*To do*: Would you please copy every line from the records that contains the word "happens"?

*Material supplied*:
▬▬▬▬▬▬

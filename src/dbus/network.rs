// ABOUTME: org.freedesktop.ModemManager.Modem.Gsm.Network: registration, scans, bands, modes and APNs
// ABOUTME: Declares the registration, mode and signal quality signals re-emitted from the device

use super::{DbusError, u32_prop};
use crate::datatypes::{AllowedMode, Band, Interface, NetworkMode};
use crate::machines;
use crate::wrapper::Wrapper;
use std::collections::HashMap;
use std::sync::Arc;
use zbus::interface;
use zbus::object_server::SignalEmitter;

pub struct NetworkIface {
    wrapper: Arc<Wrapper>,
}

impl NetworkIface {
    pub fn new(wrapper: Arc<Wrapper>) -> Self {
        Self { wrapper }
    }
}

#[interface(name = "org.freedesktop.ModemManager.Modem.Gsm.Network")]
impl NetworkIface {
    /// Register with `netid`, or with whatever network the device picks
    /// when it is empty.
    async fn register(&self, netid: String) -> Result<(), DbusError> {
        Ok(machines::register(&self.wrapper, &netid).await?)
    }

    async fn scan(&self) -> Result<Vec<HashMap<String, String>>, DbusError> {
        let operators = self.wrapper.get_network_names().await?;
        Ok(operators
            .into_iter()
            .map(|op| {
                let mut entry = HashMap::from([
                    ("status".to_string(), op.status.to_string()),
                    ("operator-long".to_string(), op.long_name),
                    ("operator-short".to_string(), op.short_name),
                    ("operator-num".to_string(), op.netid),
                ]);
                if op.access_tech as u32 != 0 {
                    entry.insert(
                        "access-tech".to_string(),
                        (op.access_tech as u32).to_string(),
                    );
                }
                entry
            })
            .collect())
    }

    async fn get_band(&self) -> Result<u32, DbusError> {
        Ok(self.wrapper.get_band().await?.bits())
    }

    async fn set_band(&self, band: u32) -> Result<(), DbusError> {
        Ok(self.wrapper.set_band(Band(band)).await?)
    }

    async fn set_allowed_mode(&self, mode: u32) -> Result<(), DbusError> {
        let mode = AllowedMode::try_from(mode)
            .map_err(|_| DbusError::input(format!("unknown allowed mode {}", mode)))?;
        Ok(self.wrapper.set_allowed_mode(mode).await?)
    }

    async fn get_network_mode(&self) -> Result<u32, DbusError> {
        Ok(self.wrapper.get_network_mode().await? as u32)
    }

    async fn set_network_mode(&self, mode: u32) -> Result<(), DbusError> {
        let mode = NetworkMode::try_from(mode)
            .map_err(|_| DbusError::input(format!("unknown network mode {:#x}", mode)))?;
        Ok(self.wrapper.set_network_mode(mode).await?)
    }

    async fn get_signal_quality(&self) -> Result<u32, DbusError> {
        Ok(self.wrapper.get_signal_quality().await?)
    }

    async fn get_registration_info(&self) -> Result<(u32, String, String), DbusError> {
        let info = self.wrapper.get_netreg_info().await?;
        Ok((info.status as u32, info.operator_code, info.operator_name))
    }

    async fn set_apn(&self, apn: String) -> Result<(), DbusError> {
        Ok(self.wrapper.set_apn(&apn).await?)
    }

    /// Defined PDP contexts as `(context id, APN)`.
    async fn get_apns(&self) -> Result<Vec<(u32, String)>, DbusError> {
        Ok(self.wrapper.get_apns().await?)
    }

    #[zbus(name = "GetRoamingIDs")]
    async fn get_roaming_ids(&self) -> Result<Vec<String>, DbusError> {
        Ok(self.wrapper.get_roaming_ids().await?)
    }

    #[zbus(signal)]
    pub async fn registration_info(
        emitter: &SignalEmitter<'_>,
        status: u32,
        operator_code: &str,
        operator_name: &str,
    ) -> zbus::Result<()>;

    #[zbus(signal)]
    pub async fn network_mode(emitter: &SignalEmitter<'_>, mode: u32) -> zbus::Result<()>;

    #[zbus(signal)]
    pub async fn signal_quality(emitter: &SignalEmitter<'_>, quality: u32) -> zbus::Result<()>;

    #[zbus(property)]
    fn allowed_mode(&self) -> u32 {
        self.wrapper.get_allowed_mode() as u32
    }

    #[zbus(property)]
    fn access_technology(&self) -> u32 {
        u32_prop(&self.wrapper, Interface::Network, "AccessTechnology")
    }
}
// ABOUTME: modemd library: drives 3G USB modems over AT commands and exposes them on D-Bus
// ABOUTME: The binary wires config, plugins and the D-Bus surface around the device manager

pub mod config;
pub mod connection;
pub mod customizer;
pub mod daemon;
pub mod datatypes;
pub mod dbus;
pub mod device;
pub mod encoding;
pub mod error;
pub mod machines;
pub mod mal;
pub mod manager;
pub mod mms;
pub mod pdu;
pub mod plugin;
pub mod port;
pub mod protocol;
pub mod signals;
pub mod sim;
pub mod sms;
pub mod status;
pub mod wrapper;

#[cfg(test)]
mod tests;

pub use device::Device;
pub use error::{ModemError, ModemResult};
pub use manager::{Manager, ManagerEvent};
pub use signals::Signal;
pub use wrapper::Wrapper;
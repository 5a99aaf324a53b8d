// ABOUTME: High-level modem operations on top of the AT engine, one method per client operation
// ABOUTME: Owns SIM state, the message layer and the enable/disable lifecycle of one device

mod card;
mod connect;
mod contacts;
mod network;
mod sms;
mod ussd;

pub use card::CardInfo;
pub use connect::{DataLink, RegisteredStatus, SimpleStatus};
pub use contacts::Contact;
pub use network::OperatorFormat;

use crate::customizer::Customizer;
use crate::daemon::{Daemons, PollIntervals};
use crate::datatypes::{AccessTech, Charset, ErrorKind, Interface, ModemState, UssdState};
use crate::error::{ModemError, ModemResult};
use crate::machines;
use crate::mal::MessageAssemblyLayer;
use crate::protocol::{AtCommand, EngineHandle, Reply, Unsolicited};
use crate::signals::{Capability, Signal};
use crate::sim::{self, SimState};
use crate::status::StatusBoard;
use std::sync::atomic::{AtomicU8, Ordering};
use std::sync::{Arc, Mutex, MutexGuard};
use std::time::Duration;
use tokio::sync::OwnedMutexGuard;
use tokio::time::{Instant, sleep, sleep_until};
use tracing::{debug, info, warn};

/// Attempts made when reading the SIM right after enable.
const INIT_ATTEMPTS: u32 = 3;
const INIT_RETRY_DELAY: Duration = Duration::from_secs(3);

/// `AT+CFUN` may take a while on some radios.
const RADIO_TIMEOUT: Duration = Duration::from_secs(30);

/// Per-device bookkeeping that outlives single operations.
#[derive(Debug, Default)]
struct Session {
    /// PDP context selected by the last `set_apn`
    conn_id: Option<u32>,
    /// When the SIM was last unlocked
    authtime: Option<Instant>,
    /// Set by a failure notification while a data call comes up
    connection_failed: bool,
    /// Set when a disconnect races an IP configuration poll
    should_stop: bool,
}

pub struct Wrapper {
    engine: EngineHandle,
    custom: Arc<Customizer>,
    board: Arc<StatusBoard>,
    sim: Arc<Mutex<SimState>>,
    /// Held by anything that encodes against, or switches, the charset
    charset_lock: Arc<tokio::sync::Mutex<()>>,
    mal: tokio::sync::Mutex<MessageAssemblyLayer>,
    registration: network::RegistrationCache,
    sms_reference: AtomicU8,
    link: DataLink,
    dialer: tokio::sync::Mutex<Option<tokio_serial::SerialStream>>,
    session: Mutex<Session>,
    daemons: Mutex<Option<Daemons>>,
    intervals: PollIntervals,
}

▬▬▬▬▬▬

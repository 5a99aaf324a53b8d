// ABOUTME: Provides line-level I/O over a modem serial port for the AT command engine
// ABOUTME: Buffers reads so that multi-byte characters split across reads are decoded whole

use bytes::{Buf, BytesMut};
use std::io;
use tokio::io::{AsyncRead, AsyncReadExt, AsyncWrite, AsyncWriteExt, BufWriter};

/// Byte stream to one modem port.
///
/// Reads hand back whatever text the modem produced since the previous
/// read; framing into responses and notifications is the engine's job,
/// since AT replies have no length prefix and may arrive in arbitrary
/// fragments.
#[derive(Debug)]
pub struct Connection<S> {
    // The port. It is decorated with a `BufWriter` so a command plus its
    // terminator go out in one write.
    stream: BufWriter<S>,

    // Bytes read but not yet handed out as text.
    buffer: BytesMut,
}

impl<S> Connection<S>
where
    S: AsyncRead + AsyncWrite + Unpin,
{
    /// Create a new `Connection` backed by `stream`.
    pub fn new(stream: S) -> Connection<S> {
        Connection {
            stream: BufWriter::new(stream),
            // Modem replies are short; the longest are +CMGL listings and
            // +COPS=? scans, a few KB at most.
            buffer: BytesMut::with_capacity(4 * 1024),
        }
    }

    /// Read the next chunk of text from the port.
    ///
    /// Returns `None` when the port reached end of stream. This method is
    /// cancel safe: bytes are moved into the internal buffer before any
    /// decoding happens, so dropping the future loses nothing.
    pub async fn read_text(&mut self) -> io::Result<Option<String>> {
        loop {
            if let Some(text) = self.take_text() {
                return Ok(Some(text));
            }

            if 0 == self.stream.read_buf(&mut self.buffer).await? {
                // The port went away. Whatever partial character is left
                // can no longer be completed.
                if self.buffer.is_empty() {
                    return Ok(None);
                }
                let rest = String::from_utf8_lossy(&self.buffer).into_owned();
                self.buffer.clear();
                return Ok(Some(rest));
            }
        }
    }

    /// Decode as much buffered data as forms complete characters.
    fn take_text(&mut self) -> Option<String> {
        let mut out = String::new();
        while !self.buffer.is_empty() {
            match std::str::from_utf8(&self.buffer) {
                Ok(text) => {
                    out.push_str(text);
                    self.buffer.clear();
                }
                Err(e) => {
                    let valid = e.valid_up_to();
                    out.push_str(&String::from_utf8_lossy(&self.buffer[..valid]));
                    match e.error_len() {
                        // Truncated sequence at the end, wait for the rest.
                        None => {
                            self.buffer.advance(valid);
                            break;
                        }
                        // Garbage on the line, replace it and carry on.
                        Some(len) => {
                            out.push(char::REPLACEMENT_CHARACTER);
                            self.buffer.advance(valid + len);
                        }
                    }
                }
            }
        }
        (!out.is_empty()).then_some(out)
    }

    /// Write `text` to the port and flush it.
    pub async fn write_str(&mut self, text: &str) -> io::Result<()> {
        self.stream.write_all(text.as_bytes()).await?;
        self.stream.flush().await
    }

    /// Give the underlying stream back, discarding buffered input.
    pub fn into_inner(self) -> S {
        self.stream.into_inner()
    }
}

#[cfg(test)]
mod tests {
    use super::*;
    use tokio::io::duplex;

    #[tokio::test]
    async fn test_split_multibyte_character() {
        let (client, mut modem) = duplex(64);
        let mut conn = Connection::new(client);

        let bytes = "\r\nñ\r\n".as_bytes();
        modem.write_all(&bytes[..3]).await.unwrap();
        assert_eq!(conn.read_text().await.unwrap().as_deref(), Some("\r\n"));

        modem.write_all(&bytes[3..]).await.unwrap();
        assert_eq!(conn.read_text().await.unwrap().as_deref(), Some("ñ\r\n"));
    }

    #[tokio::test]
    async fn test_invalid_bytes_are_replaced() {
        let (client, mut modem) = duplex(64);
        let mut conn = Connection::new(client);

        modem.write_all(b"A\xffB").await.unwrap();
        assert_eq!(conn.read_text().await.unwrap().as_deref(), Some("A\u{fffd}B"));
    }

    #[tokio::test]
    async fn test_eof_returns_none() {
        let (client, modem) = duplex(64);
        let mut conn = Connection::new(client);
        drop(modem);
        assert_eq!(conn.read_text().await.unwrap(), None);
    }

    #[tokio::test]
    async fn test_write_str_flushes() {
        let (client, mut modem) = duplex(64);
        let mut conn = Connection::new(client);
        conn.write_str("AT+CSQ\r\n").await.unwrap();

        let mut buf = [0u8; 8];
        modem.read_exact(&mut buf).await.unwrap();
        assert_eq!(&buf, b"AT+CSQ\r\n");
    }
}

▬▬▬▬▬▬

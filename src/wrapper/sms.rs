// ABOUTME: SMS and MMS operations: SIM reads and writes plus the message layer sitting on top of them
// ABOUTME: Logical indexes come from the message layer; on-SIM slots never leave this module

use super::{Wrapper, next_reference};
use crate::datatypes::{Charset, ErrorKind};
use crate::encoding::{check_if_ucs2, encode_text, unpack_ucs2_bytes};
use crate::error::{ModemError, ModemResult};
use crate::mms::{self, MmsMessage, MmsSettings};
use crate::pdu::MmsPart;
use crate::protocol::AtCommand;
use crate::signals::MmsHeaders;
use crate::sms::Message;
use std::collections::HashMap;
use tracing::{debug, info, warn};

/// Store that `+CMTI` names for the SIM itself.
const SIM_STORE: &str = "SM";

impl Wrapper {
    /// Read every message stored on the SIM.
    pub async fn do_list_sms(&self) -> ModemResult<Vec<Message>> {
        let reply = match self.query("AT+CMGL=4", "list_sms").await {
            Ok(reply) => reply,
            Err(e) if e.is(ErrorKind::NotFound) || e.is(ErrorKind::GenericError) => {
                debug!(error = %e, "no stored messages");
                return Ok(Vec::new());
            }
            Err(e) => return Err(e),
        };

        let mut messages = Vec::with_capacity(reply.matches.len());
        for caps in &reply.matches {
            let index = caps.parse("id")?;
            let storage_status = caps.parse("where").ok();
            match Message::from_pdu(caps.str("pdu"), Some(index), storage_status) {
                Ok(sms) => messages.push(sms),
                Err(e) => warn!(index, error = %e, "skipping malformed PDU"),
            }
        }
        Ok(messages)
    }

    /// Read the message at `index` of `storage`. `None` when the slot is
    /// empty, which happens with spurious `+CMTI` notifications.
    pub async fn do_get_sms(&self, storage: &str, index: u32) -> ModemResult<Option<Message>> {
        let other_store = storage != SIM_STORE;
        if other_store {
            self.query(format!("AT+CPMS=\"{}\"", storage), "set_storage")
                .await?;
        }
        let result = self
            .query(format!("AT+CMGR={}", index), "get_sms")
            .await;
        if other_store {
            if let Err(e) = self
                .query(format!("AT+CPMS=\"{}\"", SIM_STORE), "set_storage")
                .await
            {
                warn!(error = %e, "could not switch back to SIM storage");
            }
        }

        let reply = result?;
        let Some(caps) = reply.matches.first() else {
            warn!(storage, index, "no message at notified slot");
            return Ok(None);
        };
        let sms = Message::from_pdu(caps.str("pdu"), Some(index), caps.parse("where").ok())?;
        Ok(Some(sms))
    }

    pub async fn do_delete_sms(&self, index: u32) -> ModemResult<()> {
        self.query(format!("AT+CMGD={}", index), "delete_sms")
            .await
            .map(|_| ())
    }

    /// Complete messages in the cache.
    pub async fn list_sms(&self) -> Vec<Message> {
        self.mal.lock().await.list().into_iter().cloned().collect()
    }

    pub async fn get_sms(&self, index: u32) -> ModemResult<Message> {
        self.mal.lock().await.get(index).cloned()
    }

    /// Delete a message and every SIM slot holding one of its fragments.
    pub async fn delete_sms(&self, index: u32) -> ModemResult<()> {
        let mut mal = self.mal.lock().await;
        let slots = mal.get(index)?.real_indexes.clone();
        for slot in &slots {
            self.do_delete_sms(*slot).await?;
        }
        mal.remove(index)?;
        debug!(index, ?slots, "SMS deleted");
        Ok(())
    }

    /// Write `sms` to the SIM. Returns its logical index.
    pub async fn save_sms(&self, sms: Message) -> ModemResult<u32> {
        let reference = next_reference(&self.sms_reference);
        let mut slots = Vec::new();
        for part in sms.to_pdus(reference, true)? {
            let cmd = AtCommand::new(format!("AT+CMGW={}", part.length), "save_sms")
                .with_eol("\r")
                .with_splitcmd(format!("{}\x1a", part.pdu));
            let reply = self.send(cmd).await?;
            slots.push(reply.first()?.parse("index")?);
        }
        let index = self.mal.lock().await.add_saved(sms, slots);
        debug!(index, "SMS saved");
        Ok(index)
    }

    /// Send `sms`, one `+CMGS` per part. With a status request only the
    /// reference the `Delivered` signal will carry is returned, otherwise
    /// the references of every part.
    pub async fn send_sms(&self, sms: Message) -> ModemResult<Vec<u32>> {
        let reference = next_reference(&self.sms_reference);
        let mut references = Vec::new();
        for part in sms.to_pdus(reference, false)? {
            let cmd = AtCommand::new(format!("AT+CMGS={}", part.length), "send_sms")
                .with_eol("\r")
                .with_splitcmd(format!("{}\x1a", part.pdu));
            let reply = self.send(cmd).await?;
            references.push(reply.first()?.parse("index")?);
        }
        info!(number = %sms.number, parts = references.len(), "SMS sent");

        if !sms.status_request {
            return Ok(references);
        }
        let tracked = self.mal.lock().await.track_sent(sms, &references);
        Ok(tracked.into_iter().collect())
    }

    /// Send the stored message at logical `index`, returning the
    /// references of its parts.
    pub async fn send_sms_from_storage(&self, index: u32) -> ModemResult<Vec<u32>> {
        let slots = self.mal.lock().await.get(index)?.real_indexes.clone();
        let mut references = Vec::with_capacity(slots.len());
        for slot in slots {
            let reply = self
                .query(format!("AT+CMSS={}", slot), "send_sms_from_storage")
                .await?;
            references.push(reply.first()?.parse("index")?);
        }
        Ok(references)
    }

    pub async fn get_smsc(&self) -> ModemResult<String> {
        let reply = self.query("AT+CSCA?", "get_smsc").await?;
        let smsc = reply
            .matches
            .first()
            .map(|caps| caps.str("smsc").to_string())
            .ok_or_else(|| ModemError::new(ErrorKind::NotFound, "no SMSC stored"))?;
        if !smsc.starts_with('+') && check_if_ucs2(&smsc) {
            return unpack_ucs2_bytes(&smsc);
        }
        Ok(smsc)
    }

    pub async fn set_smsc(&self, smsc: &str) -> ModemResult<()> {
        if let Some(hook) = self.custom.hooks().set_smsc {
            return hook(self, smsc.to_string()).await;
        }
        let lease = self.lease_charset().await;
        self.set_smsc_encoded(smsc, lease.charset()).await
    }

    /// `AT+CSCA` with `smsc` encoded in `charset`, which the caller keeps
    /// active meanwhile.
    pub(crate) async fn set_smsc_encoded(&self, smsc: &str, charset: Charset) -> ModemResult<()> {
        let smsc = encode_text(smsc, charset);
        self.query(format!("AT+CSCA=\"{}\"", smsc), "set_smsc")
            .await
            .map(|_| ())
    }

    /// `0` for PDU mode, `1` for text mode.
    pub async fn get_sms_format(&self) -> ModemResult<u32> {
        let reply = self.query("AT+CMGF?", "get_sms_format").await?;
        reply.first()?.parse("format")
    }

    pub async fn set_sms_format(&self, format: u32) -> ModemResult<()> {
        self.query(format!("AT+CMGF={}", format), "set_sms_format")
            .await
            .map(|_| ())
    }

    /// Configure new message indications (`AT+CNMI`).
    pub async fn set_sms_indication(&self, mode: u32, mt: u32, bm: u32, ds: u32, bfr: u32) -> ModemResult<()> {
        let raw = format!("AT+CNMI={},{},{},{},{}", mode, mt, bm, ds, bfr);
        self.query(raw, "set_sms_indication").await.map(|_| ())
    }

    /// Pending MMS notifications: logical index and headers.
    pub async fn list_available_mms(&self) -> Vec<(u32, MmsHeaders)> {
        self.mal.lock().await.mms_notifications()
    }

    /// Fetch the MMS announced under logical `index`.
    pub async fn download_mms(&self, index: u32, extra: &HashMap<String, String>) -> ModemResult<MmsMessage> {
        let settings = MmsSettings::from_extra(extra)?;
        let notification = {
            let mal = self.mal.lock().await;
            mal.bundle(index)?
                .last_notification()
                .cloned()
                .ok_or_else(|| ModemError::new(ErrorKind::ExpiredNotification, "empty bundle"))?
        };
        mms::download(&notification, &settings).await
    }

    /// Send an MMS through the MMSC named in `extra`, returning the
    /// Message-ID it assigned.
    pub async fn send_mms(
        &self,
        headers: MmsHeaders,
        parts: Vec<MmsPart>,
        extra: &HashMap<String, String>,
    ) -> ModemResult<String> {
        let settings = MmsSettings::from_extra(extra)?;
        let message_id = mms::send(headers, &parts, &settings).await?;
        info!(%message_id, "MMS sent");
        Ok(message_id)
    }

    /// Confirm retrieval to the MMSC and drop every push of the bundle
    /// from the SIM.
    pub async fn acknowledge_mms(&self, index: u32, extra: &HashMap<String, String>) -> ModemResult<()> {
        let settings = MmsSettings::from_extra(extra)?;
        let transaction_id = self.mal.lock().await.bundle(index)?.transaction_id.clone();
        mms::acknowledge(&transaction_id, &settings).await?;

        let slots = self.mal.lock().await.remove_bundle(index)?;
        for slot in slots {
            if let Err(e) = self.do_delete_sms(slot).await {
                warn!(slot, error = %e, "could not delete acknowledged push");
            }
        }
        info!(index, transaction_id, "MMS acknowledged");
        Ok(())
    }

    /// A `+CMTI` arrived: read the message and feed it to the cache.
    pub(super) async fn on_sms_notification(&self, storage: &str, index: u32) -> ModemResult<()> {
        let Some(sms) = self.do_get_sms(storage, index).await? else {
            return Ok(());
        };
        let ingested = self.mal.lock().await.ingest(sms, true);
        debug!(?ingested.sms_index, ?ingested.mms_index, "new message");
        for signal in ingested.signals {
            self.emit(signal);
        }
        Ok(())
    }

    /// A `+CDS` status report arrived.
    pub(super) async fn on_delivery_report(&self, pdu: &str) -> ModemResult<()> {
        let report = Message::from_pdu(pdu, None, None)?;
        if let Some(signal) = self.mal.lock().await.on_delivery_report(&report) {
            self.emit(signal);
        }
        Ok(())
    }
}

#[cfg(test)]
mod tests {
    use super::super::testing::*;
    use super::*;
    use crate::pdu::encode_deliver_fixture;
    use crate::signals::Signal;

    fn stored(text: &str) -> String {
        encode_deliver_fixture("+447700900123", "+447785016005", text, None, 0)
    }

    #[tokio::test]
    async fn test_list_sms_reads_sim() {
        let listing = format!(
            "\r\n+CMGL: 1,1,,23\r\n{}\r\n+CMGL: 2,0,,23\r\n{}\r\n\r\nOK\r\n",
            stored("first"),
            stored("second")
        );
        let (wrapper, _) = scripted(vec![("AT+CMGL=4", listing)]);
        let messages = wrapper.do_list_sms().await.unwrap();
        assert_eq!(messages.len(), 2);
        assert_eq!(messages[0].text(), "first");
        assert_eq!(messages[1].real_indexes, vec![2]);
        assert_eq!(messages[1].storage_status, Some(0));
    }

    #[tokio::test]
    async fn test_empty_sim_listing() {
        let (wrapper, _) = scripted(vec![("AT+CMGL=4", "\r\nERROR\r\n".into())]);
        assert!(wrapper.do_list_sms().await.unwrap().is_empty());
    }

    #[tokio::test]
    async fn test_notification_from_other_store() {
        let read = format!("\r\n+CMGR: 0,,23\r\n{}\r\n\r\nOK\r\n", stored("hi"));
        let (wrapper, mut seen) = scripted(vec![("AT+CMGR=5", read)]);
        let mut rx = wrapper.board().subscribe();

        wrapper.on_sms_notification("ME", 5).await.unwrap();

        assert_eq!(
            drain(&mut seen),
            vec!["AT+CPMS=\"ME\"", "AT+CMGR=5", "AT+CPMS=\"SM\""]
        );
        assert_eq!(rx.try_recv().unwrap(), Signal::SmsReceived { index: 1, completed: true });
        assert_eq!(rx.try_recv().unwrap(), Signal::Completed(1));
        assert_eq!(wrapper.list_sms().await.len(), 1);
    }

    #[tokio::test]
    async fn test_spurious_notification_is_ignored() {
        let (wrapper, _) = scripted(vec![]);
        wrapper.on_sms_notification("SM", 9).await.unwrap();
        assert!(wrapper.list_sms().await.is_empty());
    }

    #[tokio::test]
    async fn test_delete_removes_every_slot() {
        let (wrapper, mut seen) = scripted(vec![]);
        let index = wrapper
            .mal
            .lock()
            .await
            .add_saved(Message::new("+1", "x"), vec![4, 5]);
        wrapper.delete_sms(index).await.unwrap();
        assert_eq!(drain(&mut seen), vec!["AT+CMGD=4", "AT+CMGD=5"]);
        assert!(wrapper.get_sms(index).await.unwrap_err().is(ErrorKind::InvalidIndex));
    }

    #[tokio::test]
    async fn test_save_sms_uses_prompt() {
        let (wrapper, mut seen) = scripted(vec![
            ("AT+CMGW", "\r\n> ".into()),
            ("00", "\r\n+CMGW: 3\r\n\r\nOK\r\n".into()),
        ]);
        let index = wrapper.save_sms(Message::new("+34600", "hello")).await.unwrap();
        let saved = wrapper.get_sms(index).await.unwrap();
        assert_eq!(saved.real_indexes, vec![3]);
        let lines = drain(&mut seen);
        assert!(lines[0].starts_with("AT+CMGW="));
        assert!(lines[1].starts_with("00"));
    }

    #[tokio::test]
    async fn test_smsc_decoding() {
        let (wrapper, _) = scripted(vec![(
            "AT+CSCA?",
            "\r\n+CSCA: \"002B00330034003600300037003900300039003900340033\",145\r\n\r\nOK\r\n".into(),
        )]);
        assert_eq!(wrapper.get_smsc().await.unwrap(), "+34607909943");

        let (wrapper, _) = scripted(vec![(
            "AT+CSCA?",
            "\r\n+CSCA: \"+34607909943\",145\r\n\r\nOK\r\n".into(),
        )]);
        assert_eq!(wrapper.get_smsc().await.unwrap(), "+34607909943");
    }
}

▬▬▬▬▬▬

*Answer to the exercise*:
    /// decoding happens, so dropping the future loses nothing.
    /// empty, which happens with spurious `+CMTI` notifications.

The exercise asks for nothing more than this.